O desporto enquanto fenómeno social privilegia o seu processo de desenvolvimento em torno de outras dimensões - económicas, culturais, educativas ou políticas – tradicionalmente mais relevantes para o sector.
Por cá, salvaguardando episódios circunscritos relacionados com equipamentos desportivos específicos ou actividades de lazer desportivo e animação turística em áreas naturais, as questões do ambiente e desenvolvimento sustentável raramente se cruzam com o desporto.
Não é de estranhar que estes problemas não sejam prioridade junto de decisores em domínios de actividade com elevados consumos energéticos, como é o caso do desporto, se atendermos ao lento trajecto na implementação em Portugal da Agenda 21 e das respectivas agendas locais saídas da Declaração da Cimeira da Terra do Rio de 1992.
Fora de portas, assumiram-se contornos diferentes. Em 1994, após a participação do Comité Olimpico Internacional (COI) na Cimeira da Terra, o congresso centenário do COI em Paris estabeleceu o compromisso do movimento olímpico com os problemas do ambiente e desenvolvimento sustentável; algo que viria a ser traduzido em 1996 no texto da Carta Olímpica com resultados concretos, desde logo, nas especificações do caderno de encargos aos jogos que viriam a realizar-se em Sidney quatro anos depois. Actualmente as grandes realizações desportivas têm critérios cada vez mais exigentes a cumprir nesta matéria.
Como em muito outros momentos, na Europa, seria o Conselho da Europa a adoptar, através dos seus ministros, uma precursora Resolução sobre o Desporto e o Ambiente seguida do Código para a Sustentabilidade no Desporto: uma parceria entre desporto e ambiente, que viria a surgir em 2002.
O Livro Branco sobre o Desporto da Comissão Europeia acolheu largamente estes problemas e a necessidade de serem tomados em consideração no planeamento de eventos e infra-estruturas desportivas, bem como na provisão dos bens e serviços que lhes suportam. A legislação desportiva de vários Estados membros, entre os quais Portugal, procuram integrar diversos objectivos na protecção do ambiente e promoção dos diversos indicadores que compõem o conceito de desenvolvimento sustentável.
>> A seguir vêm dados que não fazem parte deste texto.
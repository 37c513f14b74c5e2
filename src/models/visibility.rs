use diesel::deserialize::{FromSql, FromSqlRow};
use diesel::expression::AsExpression;
use diesel::serialize;
use diesel::serialize::{IsNull, Output, ToSql};
use diesel::sql_types::Text;
use diesel::sqlite::{Sqlite, SqliteValue};
use serde::{Deserialize, Serialize};
use std::fmt;
use std::str::FromStr;

/// Who may read a post
///
/// Public posts appear in every listing; private posts are only ever shown
/// to their author. Stored as TEXT (`public` / `private`).
#[derive(Debug, Clone, Copy, PartialEq, Eq, Hash, Serialize, Deserialize, AsExpression, FromSqlRow)]
#[diesel(sql_type = Text)]
#[serde(rename_all = "lowercase")]
pub enum Visibility {
    Public,
    Private,
}

impl Visibility {
    pub fn as_str(&self) -> &'static str {
        match self {
            Visibility::Public => "public",
            Visibility::Private => "private",
        }
    }

    /// URL prefix under which posts of this visibility are routed
    pub fn url_prefix(&self) -> &'static str {
        match self {
            Visibility::Public => "",
            Visibility::Private => "/private",
        }
    }
}

impl fmt::Display for Visibility {
    fn fmt(&self, f: &mut fmt::Formatter<'_>) -> fmt::Result {
        f.write_str(self.as_str())
    }
}

impl FromStr for Visibility {
    type Err = String;

    fn from_str(s: &str) -> Result<Self, Self::Err> {
        match s {
            "public" => Ok(Visibility::Public),
            "private" => Ok(Visibility::Private),
            other => Err(format!("Unknown visibility: {}", other)),
        }
    }
}

impl FromSql<Text, Sqlite> for Visibility {
    fn from_sql(value: SqliteValue<'_, '_, '_>) -> diesel::deserialize::Result<Self> {
        let text = <String as FromSql<Text, Sqlite>>::from_sql(value)?;
        Ok(text.parse::<Visibility>()?)
    }
}

impl ToSql<Text, Sqlite> for Visibility {
    fn to_sql<'b>(&'b self, out: &mut Output<'b, '_, Sqlite>) -> serialize::Result {
        out.set_value(self.as_str());
        Ok(IsNull::No)
    }
}

#[cfg(test)]
mod tests {
    use super::*;

    #[test]
    fn test_visibility_str_roundtrip() {
        for v in [Visibility::Public, Visibility::Private] {
            assert_eq!(v.as_str().parse::<Visibility>().unwrap(), v);
        }
    }

    #[test]
    fn test_unknown_visibility_is_rejected() {
        let err = "secret".parse::<Visibility>().unwrap_err();
        assert!(err.contains("secret"));
    }

    #[test]
    fn test_url_prefix() {
        assert_eq!(Visibility::Public.url_prefix(), "");
        assert_eq!(Visibility::Private.url_prefix(), "/private");
    }
}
Focando a área específica das infra-estruturas desportivas, com a qual contacto diariamente, não deixo de frisar a preocupação que há anos acompanha a análise de projectos de obra e cadernos de encargos recorrentemente insensíveis e alheados a critérios de racionalização energética, sustentabilidade e durabilidade dos materiais, reutilização e aproveitamento de recursos. Onerando a factura final, os encargos de manutenção e o ciclo de vida dos equipamentos.
Recentemente, num exercício diletante com uma equipa projectista, desconstrui-se um caderno de encargos padrão de um pavilhão desportivo escolar, com o objectivo de optar por materiais mais duráveis, funcionais e racionalizadores de energia, eliminando toda a “gordura”. A diferença em relação ao valor inicial foi de mais de 30%. Conclusões semelhantes - por certo com maior validade científica - são reportadas em diversos estudos académicos e investigações científicas nesta área.
Em termos processuais a recente reforma do regime jurídico das instalações desportivas de uso público procura harmonizar o licenciamento e funcionamento destas instalações com o quadro jurídico geral de urbanização e edificação. Reconhece a importância de um aspecto fundamental no planeamento de espaços desportivos com elevada complexidade e especificidade técnica: o parecer das federações desportivas (art.º 12, n.º 4), dado que, em instalações desportivas especializadas e destinadas ao espectáculo desportivo é muitas vezes aí, e em mais nenhum outro local, onde reside o conhecimento técnico essencial para a sua boa programação.
No entanto, no que respeita aos aspectos aludidos anteriormente: As práticas ambientais (art. 10.º, n.º 4) e os requisitos técnicos e de funcionamento (art. 10.º , n.º 3), são remetidos a ulterior regulamentação. Deseja-se que não aconteça o mesmo que ocorreu com o diploma de 1997, agora revogado, onde não chegaram a ver a luz do dia, apesar de diversas propostas apresentadas.
Antes dos aspectos processuais, a sustentabilidade desportiva joga-se - quando se aborda a programação de espaços desportivos - nas especificidades técnicas e nos requisitos funcionais do projecto. Convem ao legislador orientar prioridades e compreender que as garantias processuais não vinculam projectos sustentáveis e eficientes, essenciais para o bom funcionamento das instalações.